I run my own filmproduction company, and I'm swamped with deadlines. Erasing the SSD, also means I need to Sanitary Erase it in Windows to reset it. That's alright, cause then I can update the firmware also, but it will take a day, so I'll have to postpone it untill I have more time. Thnx for the tip though, will try. I tried a new user account today to test if I can get a better score, but no go 5000 with only Geekbench running at 64-bit.
 
I run my own filmproduction company, and I'm swamped with deadlines. Erasing the SSD, also means I need to Sanitary Erase it in Windows to reset it. That's alright, cause then I can update the firmware also, but it will take a day, so I'll have to postpone it untill I have more time. Thnx for the tip though, will try.
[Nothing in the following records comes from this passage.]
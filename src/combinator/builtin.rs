//! Built-in combinators

use std::fmt::Debug;
use std::ops::Add;

use super::{Combinator, MergeRefused};

/// The newer value replaces the older one
#[derive(Debug, Clone, Copy, Default)]
pub struct OverwriteCombinator;

impl<T: Clone> Combinator<T> for OverwriteCombinator
where
    T: Send + Sync,
{
    fn combine(&self, _first: &T, second: &T) -> Result<T, MergeRefused> {
        Ok(second.clone())
    }
}

/// Counters: values are added together
#[derive(Debug, Clone, Copy, Default)]
pub struct SumCombinator;

impl<T> Combinator<T> for SumCombinator
where
    T: Copy + Add<Output = T> + Send + Sync,
{
    fn combine(&self, first: &T, second: &T) -> Result<T, MergeRefused> {
        Ok(*first + *second)
    }
}

/// Keeps the larger value
#[derive(Debug, Clone, Copy, Default)]
pub struct MaxCombinator;

impl<T> Combinator<T> for MaxCombinator
where
    T: Ord + Clone + Send + Sync,
{
    fn combine(&self, first: &T, second: &T) -> Result<T, MergeRefused> {
        Ok(if second > first {
            second.clone()
        } else {
            first.clone()
        })
    }
}

/// Every key maps to exactly one value: rewriting the same value is fine,
/// a different value is a conflict.
#[derive(Debug, Clone, Copy, Default)]
pub struct UniqueCombinator;

impl<T> Combinator<T> for UniqueCombinator
where
    T: PartialEq + Debug + Clone + Send + Sync,
{
    fn combine(&self, first: &T, second: &T) -> Result<T, MergeRefused> {
        if first == second {
            Ok(first.clone())
        } else {
            Err(MergeRefused::new(format!(
                "value must be unique, found {:?} and {:?}",
                first, second
            )))
        }
    }
}

/// Union of two lists, keeping first-seen order and dropping duplicates
/// coming from the newer list.
#[derive(Debug, Clone, Copy, Default)]
pub struct ListUnionCombinator;

impl<E> Combinator<Vec<E>> for ListUnionCombinator
where
    E: PartialEq + Clone + Send + Sync,
{
    fn combine(&self, first: &Vec<E>, second: &Vec<E>) -> Result<Vec<E>, MergeRefused> {
        let mut merged = first.clone();
        for item in second {
            if !merged.contains(item) {
                merged.push(item.clone());
            }
        }
        Ok(merged)
    }
}
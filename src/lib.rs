//! # keystack
//!
//! Layered key-value data interfaces over `i64` keys:
//! - Combinator-based write merging (sum, max, union, uniqueness, ...)
//! - Bloom-filter layer answering "definitely absent" without backend I/O
//! - Cached layer with a sharded write buffer and a bounded read cache
//! - Cooperative memory management across layers
//!
//! ## Architecture Overview
//!
//! ```text
//! ┌─────────────────────────────────────────────────────────────┐
//! │                         Client                               │
//! │                  (any number of threads)                     │
//! └─────────────────────┬───────────────────────────────────────┘
//!                       │ DataInterface<T>
//! ┌─────────────────────▼───────────────────────────────────────┐
//! │                 CachedDataInterface                          │
//! │        (write shards + read cache + flush task)              │
//! └─────────────────────┬───────────────────────────────────────┘
//!                       │ DataInterface<T>
//! ┌─────────────────────▼───────────────────────────────────────┐
//! │               BloomFilterDataInterface                       │──┐
//! │          (ArcSwap filter + rebuild + persist task)           │  │ side store
//! └─────────────────────┬───────────────────────────────────────┘  │
//!                       │ DataInterface<T>                         ▼
//!          ┌────────────┴────────────┐               DataInterface<LongBloomFilter>
//!          ▼                         ▼
//!   ┌─────────────┐          ┌─────────────┐
//!   │   Memory    │          │    File     │
//!   │  (BTreeMap) │          │ (snapshot)  │
//!   └─────────────┘          └─────────────┘
//! ```
//!
//! The layers are decorators: each one holds the next as an
//! `Arc<dyn DataInterface<T>>`, so they stack in any order.

// =============================================================================
// Module Declarations
// =============================================================================

pub mod error;
pub mod config;

pub mod combinator;
pub mod interface;
pub mod backend;
pub mod memory;
pub mod bloom;
pub mod cache;
pub mod task;

// =============================================================================
// Public API Re-exports
// =============================================================================

pub use error::{KeystackError, Result};
pub use config::{BloomConfig, CacheConfig};
pub use combinator::{Combinator, MergeRefused, SharedCombinator};
pub use interface::{DataInterface, DataStream, KeyValue, Value};
pub use backend::{FileDataInterface, MemoryDataInterface};
pub use memory::{BudgetMemoryManager, MemoryGobbler, MemoryManager, MemoryStatus};
pub use bloom::{BloomFilterDataInterface, LongBloomFilter};
pub use cache::CachedDataInterface;

// =============================================================================
// Version Info
// =============================================================================

/// Current version of keystack
pub const VERSION: &str = env!("CARGO_PKG_VERSION");
#[test]
fn test_warm_up_respects_capacity() {
    let memory = sum_memory();
    memory
        .write_all((0..10_000).map(|i| KeyValue::some(i, i)).collect())
        .unwrap();
    let config = CacheConfig::builder()
        .flush_interval(None)
        .read_cache_capacity(320)
        .build();
    let cache = cache_over(memory.clone(), config);

    thread::sleep(Duration::from_millis(200));
    assert!(cache.cached_entries() <= 320);
}

// =============================================================================
// Merge Conflicts
// =============================================================================

#[test]
fn test_conflicting_buffered_write_is_refused() {
    let memory: Arc<MemoryDataInterface<i64>> =
        Arc::new(MemoryDataInterface::new("ids", Arc::new(UniqueCombinator)));
    let cache = CachedDataInterface::new(
        memory.clone(),
        Arc::new(UniqueCombinator),
        Arc::new(BudgetMemoryManager::unbounded()),
        manual_config(),
    )
    .unwrap();

    cache.write(1, Some(100)).unwrap();
    cache.write(1, Some(100)).unwrap();
    let err = cache.write(1, Some(200)).unwrap_err();
    assert!(err.is_merge_conflict());

    cache.flush().unwrap();
    assert_eq!(memory.read(1).unwrap(), Some(100));
}

#[test]
fn test_conflict_at_flush_time_is_reported() {
    let memory: Arc<MemoryDataInterface<i64>> =
        Arc::new(MemoryDataInterface::new("ids", Arc::new(UniqueCombinator)));
    memory.write(1, Some(100)).unwrap();
    let cache = CachedDataInterface::new(
        memory.clone(),
        Arc::new(UniqueCombinator),
        Arc::new(BudgetMemoryManager::unbounded()),
        CacheConfig::builder()
            .flush_interval(None)
            .warm_up(false)
            .write_shards(1)
            .build(),
    )
    .unwrap();

    cache.write(1, Some(200)).unwrap();
    cache.write(2, Some(2)).unwrap();
    let err = cache.flush().unwrap_err();
    match err {
        KeystackError::MergeConflict { key, .. } => assert_eq!(key, 1),
        other => panic!("unexpected error: {other:?}"),
    }

    // not retried, other keys applied
    assert_eq!(cache.pending_writes(), 0);
    assert_eq!(memory.read(1).unwrap(), Some(100));
    assert_eq!(memory.read(2).unwrap(), Some(2));
}

// =============================================================================
// Flush Failures and Backpressure
// =============================================================================

#[test]
fn test_failed_flush_keeps_writes() {
    let backend = FlakyBackend::new();
    let cache = cache_over(backend.clone(), manual_config());

    cache.write(1, Some(1)).unwrap();
    backend.set_failing(true);
    assert!(matches!(cache.flush(), Err(KeystackError::BackendUnavailable(_))));
    assert_eq!(cache.pending_writes(), 1);

    cache.write(1, Some(2)).unwrap();
    backend.set_failing(false);
    cache.flush().unwrap();
    assert_eq!(cache.pending_writes(), 0);
    assert_eq!(backend.read(1).unwrap(), Some(3));
}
I tried a new user account today to test if I can get a better score, but no go 5000 with only Geekbench running at 64-bit.

You can do a fast (<1 hour) OSX reinstall on the SSD as a sanity check.

JohnG
 
I secured erased my SSD, updated firmware to 1.24 in Windows using the OCZ Toolbox and clean installed OS X and all apps and plug-ins. Performance is a lot better and I'm getting scores around 9000 in 32-bit Geekbench and just over 10.000 in 64-bit. Thnx for helping me out!